Payoff Commitment Agreement and Confession of Judgment dated July7, 2023, between the Company and Armistice

EX-10.2 3 ex10-2.htm

 

Exhibit 10.2

 

PAYOFF COMMITMENT AGREEMENT AND CONFESSION OF JUDGMENT

 

1. INVO Bioscience, Inc., a Nevada corporation (the “Company”), hereby acknowledges its indebtedness of $1,000,000 (the “Payoff Amount”) to Armistice Capital Master Fund Ltd. (the “Holder”), in consideration of Holder’s waiver of Section 4.12(a) of that certain of section Securities Purchase Agreement (the “Purchase Agreement”) and any related documents, dated as of dated March 23, 2023, pursuant to that certain Amendment to Securities Purchase Agreement dated on July 7, 2023 between Company and Holder (the “Amendment”).

 

2. The Company further acknowledges that, in consideration of the waiver of Section 4.12(a) of that certain Purchase Agreement pursuant to the Amendment, the Company is required to repay the Payoff Amount to Holder on or before the Payoff Deadline (as defined below).

 

3. The Company further acknowledges that the Payoff Amount is outstanding and immediately due and owing to the Holder.

 

4. Accordingly, the Company agrees that, by no later than 5:00 p.m. on the date that is two (2) business days following the closing date of the offering of Units pursuant to the Company’s Registration Statement on Form S-1 (File no. 333-XXXXXX) (the “Offering”), it will cause the entire Payoff Amount to be transferred by wire to the Holder (the “Payoff Deadline”).
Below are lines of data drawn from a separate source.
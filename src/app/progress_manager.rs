//! Spinner shown on stderr while a run is in flight.

use std::time::Duration;

use indicatif::{ProgressBar, ProgressStyle};

const TICK_INTERVAL: Duration = Duration::from_millis(100);

/// Ticks on its own until dropped; holds nothing when disabled.
pub(crate) struct RunSpinner(Option<ProgressBar>);

impl RunSpinner {
    pub(crate) fn start(enabled: bool, message: String) -> Self {
        if !enabled {
            return Self(None);
        }
        let bar = ProgressBar::new_spinner();
        bar.set_style(
            ProgressStyle::with_template("{spinner} {msg} [{elapsed}]")
                .unwrap_or_else(|_| ProgressStyle::default_spinner()),
        );
        bar.set_message(message);
        bar.enable_steady_tick(TICK_INTERVAL);
        Self(Some(bar))
    }

    pub(crate) fn is_active(&self) -> bool {
        self.0.is_some()
    }
}

impl Drop for RunSpinner {
    fn drop(&mut self) {
        if let Some(bar) = self.0.take() {
            bar.finish_and_clear();
        }
    }
}
//! Persistent content-hash cache keyed by path, valid while size and
//! modification time are unchanged.

use std::collections::{BTreeMap, HashMap};
use std::fs::File;
use std::io::{BufReader, Read};
use std::path::{Path, PathBuf};
use std::time::UNIX_EPOCH;

use serde::{Deserialize, Serialize};
use sha2::{Digest, Sha256};
use tracing::{debug, info, warn};

use super::HashError;
use crate::persist::{self, PersistError};

/// Read buffer used when streaming a file through the digest.
const HASH_BUFFER_SIZE: usize = 64 * 1024;

/// One cached hash and the file identity it was computed for.
#[derive(Debug, Clone, PartialEq, Eq, Serialize, Deserialize)]
#[serde(rename_all = "camelCase")]
pub struct HashCacheEntry {
    /// Hex-encoded SHA-256.
    pub hash: String,
    /// File size in bytes when hashed.
    pub size: u64,
    /// Modification time (nanoseconds since the Unix epoch) when hashed.
    pub modified_at: u64,
}

/// File identity used to validate a cache entry.
#[derive(Debug, Clone, Copy, PartialEq, Eq)]
struct FileStamp {
    size: u64,
    modified_at: u64,
}

impl FileStamp {
    fn read(path: &Path) -> Result<Self, HashError> {
        let metadata = std::fs::metadata(path).map_err(|e| HashError::io(path, e))?;
        if !metadata.is_file() {
            return Err(HashError::NotAFile {
                path: path.to_path_buf(),
            });
        }
        let modified_at = metadata
            .modified()
            .ok()
            .and_then(|t| t.duration_since(UNIX_EPOCH).ok())
            .map_or(0, |d| u64::try_from(d.as_nanos()).unwrap_or(u64::MAX));
        Ok(Self {
            size: metadata.len(),
            modified_at,
        })
    }
}

/// Path → content hash cache with a JSON backing file.
///
/// A lookup hits only when the cached size and modification time equal the
/// file's current ones; otherwise the file is rehashed and the entry replaced.
#[derive(Debug, Default)]
pub struct HashCache {
    path: Option<PathBuf>,
    entries: HashMap<PathBuf, HashCacheEntry>,
    dirty: bool,
    rehash_count: usize,
    hit_count: usize,
    recovered_from_corruption: bool,
}

impl HashCache {
    /// Creates an empty cache that is never written to disk.
    #[must_use]
    pub fn in_memory() -> Self {
        Self::default()
    }

    /// Loads the cache stored at `path`.
    ///
    /// A missing file yields an empty cache. An unreadable or malformed file
    /// is logged and also yields an empty cache; individually malformed
    /// records are dropped.
    #[must_use]
    pub fn load(path: impl Into<PathBuf>) -> Self {
        let path = path.into();
        let mut cache = Self {
            path: Some(path.clone()),
            ..Self::default()
        };

        match persist::load_json::<BTreeMap<String, serde_json::Value>>(&path) {
            Ok(Some(raw)) => {
                for (file, value) in raw {
                    match serde_json::from_value::<HashCacheEntry>(value) {
                        Ok(entry) => {
                            cache.entries.insert(PathBuf::from(file), entry);
                        }
                        Err(e) => {
                            warn!(file = %file, error = %e, "dropping malformed hash cache record");
                            cache.dirty = true;
                        }
                    }
                }
                debug!(path = %path.display(), entries = cache.entries.len(), "loaded hash cache");
            }
            Ok(None) => {
                debug!(path = %path.display(), "no hash cache yet");
            }
            Err(e) => {
                warn!(path = %path.display(), error = %e, "hash cache unreadable, starting empty");
                cache.recovered_from_corruption = true;
            }
        }

        cache
    }

    /// Writes the cache back to its file if anything changed.
    ///
    /// # Errors
    ///
    /// Propagates [`PersistError`] from the atomic write.
    pub fn flush(&mut self) -> Result<(), PersistError> {
        let Some(path) = self.path.as_ref() else {
            return Ok(());
        };
        if !self.dirty {
            return Ok(());
        }

        let snapshot: BTreeMap<String, &HashCacheEntry> = self
            .entries
            .iter()
            .map(|(file, entry)| (file.to_string_lossy().into_owned(), entry))
            .collect();
        persist::store_json(path, &snapshot)?;
        self.dirty = false;
        debug!(path = %path.display(), entries = snapshot.len(), "flushed hash cache");
        Ok(())
    }

    /// Returns the content hash of `path`, from cache when still valid.
    ///
    /// # Errors
    ///
    /// [`HashError`] when the file cannot be inspected or read.
    pub fn hash_file(&mut self, path: &Path) -> Result<String, HashError> {
        let stamp = FileStamp::read(path)?;

        if let Some(entry) = self.entries.get(path)
            && entry.size == stamp.size
            && entry.modified_at == stamp.modified_at
        {
            self.hit_count += 1;
            return Ok(entry.hash.clone());
        }

        let hash = hash_reader(path)?;
        self.rehash_count += 1;
        self.insert(path, &hash, stamp);
        Ok(hash)
    }

    /// Registers a file whose hash is already known (e.g. hashed while it
    /// was being written), without reading it again.
    ///
    /// # Errors
    ///
    /// [`HashError`] when the file cannot be inspected.
    pub fn record_known(&mut self, path: &Path, hash: &str) -> Result<(), HashError> {
        let stamp = FileStamp::read(path)?;
        self.insert(path, hash, stamp);
        Ok(())
    }

    /// Moves an entry to a new key after the file itself was renamed.
    ///
    /// The entry is revalidated lazily on the next [`Self::hash_file`].
    pub fn rename_entry(&mut self, from: &Path, to: &Path) {
        if let Some(entry) = self.entries.remove(from) {
            self.entries.insert(to.to_path_buf(), entry);
            self.dirty = true;
        }
    }

    /// Drops the entry for `path`, if any.
    pub fn invalidate(&mut self, path: &Path) {
        if self.entries.remove(path).is_some() {
            self.dirty = true;
        }
    }

    /// Drops entries whose files no longer exist. Returns how many were removed.
    pub fn cleanup_stale(&mut self) -> usize {
        let before = self.entries.len();
        self.entries.retain(|path, _| path.is_file());
        let removed = before - self.entries.len();
        if removed > 0 {
            self.dirty = true;
            info!(removed, "removed stale hash cache entries");
        }
        removed
    }

    /// Cached entry for `path`, without validating it.
    #[must_use]
    pub fn get(&self, path: &Path) -> Option<&HashCacheEntry> {
        self.entries.get(path)
    }

    /// Number of cached entries.
    #[must_use]
    pub fn len(&self) -> usize {
        self.entries.len()
    }

    /// Returns true if nothing is cached.
    #[must_use]
    pub fn is_empty(&self) -> bool {
        self.entries.is_empty()
    }

    /// Number of files actually read and digested since load.
    #[must_use]
    pub fn rehash_count(&self) -> usize {
        self.rehash_count
    }

    /// Number of lookups served from cache since load.
    #[must_use]
    pub fn hit_count(&self) -> usize {
        self.hit_count
    }

    /// Returns true if the backing file existed but could not be used.
    #[must_use]
    pub fn recovered_from_corruption(&self) -> bool {
        self.recovered_from_corruption
    }

    fn insert(&mut self, path: &Path, hash: &str, stamp: FileStamp) {
        self.entries.insert(
            path.to_path_buf(),
            HashCacheEntry {
                hash: hash.to_string(),
                size: stamp.size,
                modified_at: stamp.modified_at,
            },
        );
        self.dirty = true;
    }
}

/// SHA-256 of an in-memory buffer, hex-encoded.
#[must_use]
pub fn hash_bytes(data: &[u8]) -> String {
    hex::encode(Sha256::digest(data))
}

fn hash_reader(path: &Path) -> Result<String, HashError> {
    let file = File::open(path).map_err(|e| HashError::io(path, e))?;
    let mut reader = BufReader::with_capacity(HASH_BUFFER_SIZE, file);
    let mut hasher = Sha256::new();
    let mut buffer = vec![0_u8; HASH_BUFFER_SIZE];

    loop {
        let read = reader.read(&mut buffer).map_err(|e| HashError::io(path, e))?;
        if read == 0 {
            break;
        }
        hasher.update(&buffer[..read]);
    }

    Ok(hex::encode(hasher.finalize()))
}
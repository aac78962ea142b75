//! Companion files: telemetry, lap and replay files sharing a setup's stem.

use std::io;
use std::path::{Path, PathBuf};

use tracing::{debug, info, warn};

/// Extensions that travel with a setup file.
pub const COMPANION_EXTENSIONS: &[&str] = &["ld", "ldx", "olap", "blap", "rpy"];

/// Existing companions of `primary`, in extension order.
#[must_use]
pub fn find_companions(primary: &Path) -> Vec<PathBuf> {
    let (Some(parent), Some(stem)) = (primary.parent(), primary.file_stem()) else {
        return Vec::new();
    };
    let stem = stem.to_string_lossy();
    COMPANION_EXTENSIONS
        .iter()
        .map(|ext| parent.join(format!("{stem}.{ext}")))
        .filter(|path| path.is_file())
        .collect()
}

/// Moves or copies `from` to `to`.
///
/// A move falls back to copy-then-delete when a rename is not possible
/// (different file systems).
pub(super) fn transfer(from: &Path, to: &Path, copy: bool) -> io::Result<()> {
    if copy {
        std::fs::copy(from, to)?;
        return Ok(());
    }
    if let Err(rename_err) = std::fs::rename(from, to) {
        debug!(error = %rename_err, "rename failed, copying instead");
        std::fs::copy(from, to)?;
        std::fs::remove_file(from)?;
    }
    Ok(())
}

/// Relocates companions next to `dest_dir`, returning how many made it.
///
/// A companion whose name is already taken at the destination is left behind.
pub(super) fn relocate(companions: &[PathBuf], dest_dir: &Path, copy: bool) -> usize {
    let mut relocated = 0;
    for companion in companions {
        let Some(name) = companion.file_name() else {
            continue;
        };
        let target = dest_dir.join(name);
        if target.exists() {
            warn!(
                companion = %companion.display(),
                "skipping companion file: already exists at destination"
            );
            continue;
        }
        match transfer(companion, &target, copy) {
            Ok(()) => {
                info!(from = %companion.display(), to = %target.display(), copy, "companion relocated");
                relocated += 1;
            }
            Err(e) => warn!(companion = %companion.display(), error = %e, "failed to relocate companion"),
        }
    }
    relocated
}

/// Deletes companions, returning the bytes freed.
pub(super) fn delete(companions: &[PathBuf]) -> u64 {
    let mut freed = 0;
    for companion in companions {
        let size = std::fs::metadata(companion).map(|m| m.len()).unwrap_or(0);
        match std::fs::remove_file(companion) {
            Ok(()) => {
                info!(path = %companion.display(), "deleted duplicate companion");
                freed += size;
            }
            Err(e) => warn!(path = %companion.display(), error = %e, "failed to delete companion"),
        }
    }
    freed
}

#[cfg(test)]
#[allow(clippy::unwrap_used)]
mod tests {
    use tempfile::TempDir;

    use super::*;

    #[test]
    fn test_find_companions_matches_stem_only() {
        let temp = TempDir::new().unwrap();
        let primary = temp.path().join("race.sto");
        std::fs::write(&primary, b"s").unwrap();
        std::fs::write(temp.path().join("race.ld"), b"l").unwrap();
        std::fs::write(temp.path().join("race.rpy"), b"r").unwrap();
        std::fs::write(temp.path().join("qual.ld"), b"q").unwrap();
        std::fs::write(temp.path().join("race.txt"), b"t").unwrap();

        let found = find_companions(&primary);
        assert_eq!(
            found,
            vec![temp.path().join("race.ld"), temp.path().join("race.rpy")]
        );
    }

    #[test]
    fn test_relocate_skips_taken_names() {
        let temp = TempDir::new().unwrap();
        let src = temp.path().join("src");
        let dst = temp.path().join("dst");
        std::fs::create_dir_all(&src).unwrap();
        std::fs::create_dir_all(&dst).unwrap();
        std::fs::write(src.join("a.ld"), b"new").unwrap();
        std::fs::write(src.join("a.olap"), b"lap").unwrap();
        std::fs::write(dst.join("a.ld"), b"old").unwrap();

        let moved = relocate(&[src.join("a.ld"), src.join("a.olap")], &dst, false);
        assert_eq!(moved, 1);
        assert_eq!(std::fs::read(dst.join("a.ld")).unwrap(), b"old");
        assert!(src.join("a.ld").exists());
        assert!(dst.join("a.olap").exists());
        assert!(!src.join("a.olap").exists());
    }

    #[test]
    fn test_copy_keeps_source() {
        let temp = TempDir::new().unwrap();
        let from = temp.path().join("a.blap");
        let to = temp.path().join("b.blap");
        std::fs::write(&from, b"x").unwrap();
        transfer(&from, &to, true).unwrap();
        assert!(from.exists());
        assert!(to.exists());
    }

    #[test]
    fn test_delete_reports_bytes() {
        let temp = TempDir::new().unwrap();
        let a = temp.path().join("a.ld");
        std::fs::write(&a, b"12345").unwrap();
        assert_eq!(delete(&[a.clone(), temp.path().join("missing.ld")]), 5);
        assert!(!a.exists());
    }
}
//! Shared helpers for integration tests.

#![allow(dead_code)]

pub mod simulated_provider;
pub mod socket_guard;

use std::io::{Cursor, Write};

/// Builds an in-memory ZIP from `(name, body)` pairs.
#[must_use]
pub fn zip_bundle(entries: &[(&str, &[u8])]) -> Vec<u8> {
    let mut writer = zip::ZipWriter::new(Cursor::new(Vec::new()));
    for (name, body) in entries {
        let options = zip::write::SimpleFileOptions::default();
        if name.ends_with('/') {
            writer.add_directory(*name, options).unwrap();
            continue;
        }
        writer.start_file(*name, options).unwrap();
        writer.write_all(body).unwrap();
    }
    writer.finish().unwrap().into_inner()
}
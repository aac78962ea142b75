//! Download command: one acquisition pass against a provider.

use std::sync::Arc;
use std::sync::atomic::{AtomicBool, Ordering};

use anyhow::{Context, Result};
use setup_downloader_core::{
    AcquisitionOptions, AcquisitionResult, Deduplicator, DownloadState, HashCache, Orchestrator,
};
use tracing::{info, warn};

use crate::ProcessExit;
use crate::app::context::RunContext;
use crate::app::exit_handler;
use crate::app::progress_manager::RunSpinner;
use crate::cli::DownloadArgs;

pub async fn run_download_command(ctx: &RunContext, args: &DownloadArgs) -> Result<ProcessExit> {
    let settings = ctx.settings.clone().with_download_args(args)?;
    let provider = super::build_provider(args.provider, &settings)?;

    let mut state = DownloadState::new(&settings.state_file);
    state.load();
    if state.recovered_from_corruption() {
        warn!(path = %settings.state_file.display(), "download state was unreadable, starting fresh");
    }
    let cache = HashCache::load(&settings.hash_cache_file);
    let orchestrator = Orchestrator::new(Arc::clone(&ctx.resolver), state, Deduplicator::new(cache));

    let options = AcquisitionOptions {
        max_concurrency: settings.concurrency,
        min_delay: settings.min_delay,
        max_delay: settings.max_delay,
        max_retries: settings.max_retries,
        dry_run: args.dry_run,
        limit: args.limit.map(|n| usize::try_from(n).unwrap_or(usize::MAX)),
        ..AcquisitionOptions::default()
    };

    let interrupted = Arc::new(AtomicBool::new(false));
    let interrupted_signal = Arc::clone(&interrupted);
    tokio::spawn(async move {
        if tokio::signal::ctrl_c().await.is_ok() {
            interrupted_signal.store(true, Ordering::SeqCst);
        }
    });

    let message = if args.dry_run {
        format!("Planning {} setups", provider.name())
    } else {
        format!("Downloading {} setups", provider.name())
    };
    let spinner = RunSpinner::start(ctx.spinner, message);
    let outcome = orchestrator
        .run(provider, &settings.output_dir, &options, interrupted)
        .await;
    drop(spinner);

    let result = outcome.context("download run failed")?;
    info!(
        available = result.available,
        acquired = result.acquired,
        skipped = result.skipped,
        failed = result.failed,
        output_dir = %settings.output_dir.display(),
        "Download Summary"
    );
    if !ctx.quiet {
        for line in summary_lines(&result, args.dry_run) {
            println!("{line}");
        }
    }

    Ok(exit_handler::determine_exit_outcome(&result))
}

/// Human-readable run summary, one line per entry.
fn summary_lines(result: &AcquisitionResult, dry_run: bool) -> Vec<String> {
    let mut lines = Vec::new();
    if dry_run {
        lines.push(format!(
            "Dry run: {} of {} setups would be downloaded ({} up to date)",
            result.acquired, result.available, result.skipped
        ));
        for planned in &result.planned {
            lines.push(format!("- {} -> {}", planned.item_id, planned.destination.display()));
        }
        return lines;
    }

    let mut summary = format!(
        "Available: {}, Downloaded: {}, Skipped: {}, Failed: {}",
        result.available, result.acquired, result.skipped, result.failed
    );
    if result.duplicates > 0 {
        summary.push_str(&format!(", Duplicates: {}", result.duplicates));
    }
    if result.retried > 0 {
        summary.push_str(&format!(", Retries: {}", result.retried));
    }
    lines.push(summary);

    if !result.failures.is_empty() {
        lines.push("Failures:".to_string());
        for failure in &result.failures {
            lines.push(format!("- {}: {}", failure.item_id, failure.reason));
        }
    }
    if let Some(reason) = &result.aborted {
        lines.push(format!("Run aborted: {reason}"));
    }
    if result.interrupted {
        lines.push("Interrupted: run stopped before all setups finished".to_string());
    }
    lines
}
In addition, the parties agree to amend this Agreement (as defined below) promptly after filing the Registration Statement on Form S-1 referred to above solely to fill in the registration statement filing number assigned by the Securities and Exchange Commission.

 

5. In the event that the Holder does receive the Payoff Amount by the Payoff Deadline, the Company knowingly, voluntarily and intentionally confesses judgment in favor of the Holder against the Company in any proceeding or action to recover the Payoff Amount brought by the Holder in any court with jurisdiction over the Purchase Agreement. In so doing, the Company expressly (i) waives issuance and service of process, (ii) agrees that it its failure to satisfy its indebtedness to Holder by the Payoff Deadline constitutes a breach of the Purchase Agreement, and (iii) agrees not to contest the entry of a judgement in any such proceeding or action brought by the Holder for (a) the Payoff Amount, (b) interest accruing at the highest rate allowable under the law from the date immediately following the Payoff Deadline through the date on which the Company fully satisfies such judgment, and (iii) the Holder’s attorney fees and costs incurred in connection with any action or proceeding to enforce the Purchase Agreement or this Payoff Commitment Agreement and Confession of Judgment (this “Agreement”).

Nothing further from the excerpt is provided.